The Old Mint is one of the most important national historic landmarks in the United States. Built between 1869 and 1873, the Old U.S. Mint is one of the few significant buildings in the center of San Francisco to survive the 1906 Earthquake and Fire.

During its 63 years of minting operations, the building played a vital role in the national economy – as it produced over 59% of US gold and silvercoinage and bullion,  less than a year after construction!

And, the vaults in the building was the secure repository of one-third of the nation’s gold reserves during the Great Depression!

Now, with the planned restoration and conversion, this National Historic Landmark will again be a center of service to its community.

Its architect was Alfred Bult Mullett (Apr.7, 1834 – Oct 20, 1890). Mullett was an American architect who served from 1866 to 1874 as the Supervising Architect for the U.S. Treasury Department. His work followed trends in the Victorian style, gradually evolving from Greek Revival to Second Empire to Richardsonian Romanesque.

The Old Mint serves as a rare monumental example of the late Greek Revival period, and its original construction epitomizes late 19th century “fire-proof” building technologies, construction techniques and noteworthy craftsmanship. It had a “floating foundation”, which is probably why it survived the Earthquake, intact.

When restored, the unique mix of experiences at the Mint will include:

* A themed, interactive  chronology of San Francisco Bay Area History
* Official San Francisco Visitor’s Information Center
* Multiple Learning Centers – including StoryLab and Innovation Wing
* Bay Area cultural retail (e.g, food, beverages, merchandise)
* Historic event rental spaces – large courtyard, U.S. Treasury Vaults

Upon leaving the Mint’s Visitor Center, tourists will be able to chose from more than 100 Historical and Cultural Threads, organized by historical era, cultural identity or subject matter, and thereby create a personalized itinerary, for whatever length of time they have, to discover and experience the whole Bay Area region.

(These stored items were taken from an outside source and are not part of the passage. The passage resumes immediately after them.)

//! Error kinds surfaced to callers (spec.md §7).

use thiserror::Error;

/// Top-level error returned by public `Agent` operations.
#[derive(Debug, Error, Clone, Copy, PartialEq, Eq)]
pub enum AgentError {
    /// Null/out-of-bounds parameter, type mismatch, or pointer not in the
    /// expected segment.
    #[error("invalid argument")]
    InvalidArgument,
    /// Operation called before init / after deinit, or while a conflicting
    /// operation is in progress.
    #[error("invalid state")]
    InvalidState,
    /// Registry lookup miss.
    #[error("not found")]
    NotFound,
    /// Ring stream full.
    #[error("out of memory")]
    OutOfMemory,
    /// Registry table full.
    #[error("out of capacity")]
    OutOfCapacity,
    /// Transport returned an error or timed out.
    #[error("transport error")]
    TransportError,
    /// Reset-surviving memory predicates were violated post-reset.
    #[error("integrity error")]
    IntegrityError,
}

/// Errors from [`crate::store::PersistentRingStore`] operations.
#[derive(Debug, Error, Clone, Copy, PartialEq, Eq)]
pub enum StoreError {
    /// Parameter failed validation (null tag pointer, zero length, non-static
    /// `tag_ref`).
    #[error("invalid argument")]
    InvalidArgument,
    /// The store has not been initialized, or initialization failed.
    #[error("invalid state")]
    InvalidState,
    /// Not enough free space under the configured overflow policy.
    #[error("out of memory")]
    OutOfMemory,
    /// Non-blocking lock acquisition failed (non-critical stream only).
    #[error("lock contended")]
    WouldBlock,
}

impl From<StoreError> for AgentError {
    fn from(e: StoreError) -> Self {
        match e {
            StoreError::InvalidArgument => AgentError::InvalidArgument,
            StoreError::InvalidState => AgentError::InvalidState,
            StoreError::OutOfMemory => AgentError::OutOfMemory,
            StoreError::WouldBlock => AgentError::InvalidState,
        }
    }
}

/// Errors from [`crate::registry::Registry`] operations.
#[derive(Debug, Error, Clone, Copy, PartialEq, Eq)]
pub enum RegistryError {
    /// `tag`/`key`/`label`/`path` was empty, or the declared type did not
    /// match the registered type.
    #[error("invalid argument")]
    InvalidArgument,
    /// `(tag, key)` already registered.
    #[error("already exists")]
    AlreadyExists,
    /// `(tag, key)` not found (unregister / set_unit / report on unknown
    /// descriptor).
    #[error("not found")]
    NotFound,
    /// Descriptor table is at its build-time capacity.
    #[error("out of capacity")]
    OutOfCapacity,
}

impl From<RegistryError> for AgentError {
    fn from(e: RegistryError) -> Self {
        match e {
            RegistryError::InvalidArgument => AgentError::InvalidArgument,
            RegistryError::AlreadyExists => AgentError::InvalidArgument,
            RegistryError::NotFound => AgentError::NotFound,
            RegistryError::OutOfCapacity => AgentError::OutOfCapacity,
        }
    }
}

/// Errors from [`crate::command::CommandDispatcher`] parsing.
#[derive(Debug, Error, Clone, Copy, PartialEq, Eq)]
pub enum CommandError {
    /// Top-level sanity check failed (`ver`/`sha256` not text, `config` not
    /// an array, or the document did not decode as CBOR at all).
    #[error("payload error")]
    PayloadError,
    /// A registered command handler failed.
    #[error("internal error")]
    InternalError,
}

Various walking and motorized tours will start from Mint Plaza.

A smart phone mobile telephone platform will deliver additional content layers, enabling visitors to customize itineraries,  to satisfy their personal areas of interest, both inside and out of the Mint building.

The Old Mint a central downtown location which is next to public transit:  BART and Muni (Powell Station), the Cable Car turnaround and is walking distance from many hotels.

Learn more about the Oral History Project of San Francisco.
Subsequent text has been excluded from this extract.